§ **Aim of the task**: Your task is to write out all of the records once more, exactly.

§ **Collected data**:
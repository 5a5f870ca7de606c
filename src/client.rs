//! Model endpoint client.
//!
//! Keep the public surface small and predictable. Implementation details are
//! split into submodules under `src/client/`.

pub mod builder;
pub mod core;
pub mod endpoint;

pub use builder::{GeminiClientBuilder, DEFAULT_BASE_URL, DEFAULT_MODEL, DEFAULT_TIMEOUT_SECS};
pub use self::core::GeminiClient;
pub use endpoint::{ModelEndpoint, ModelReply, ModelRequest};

§ **Solution for this problem**:
repository 5a5f870ca7de606c
filename src/client.rs
//! Model endpoint client.
//!
//! Keep the public surface small and predictable. Implementation details are
//! split into submodules under `src/client/`.

pub mod builder;
pub mod core;
pub mod endpoint;

pub use builder::{GeminiClientBuilder, DEFAULT_BASE_URL, DEFAULT_MODEL, DEFAULT_TIMEOUT_SECS};
pub use self::core::GeminiClient;
pub use endpoint::{ModelEndpoint, ModelReply, ModelRequest};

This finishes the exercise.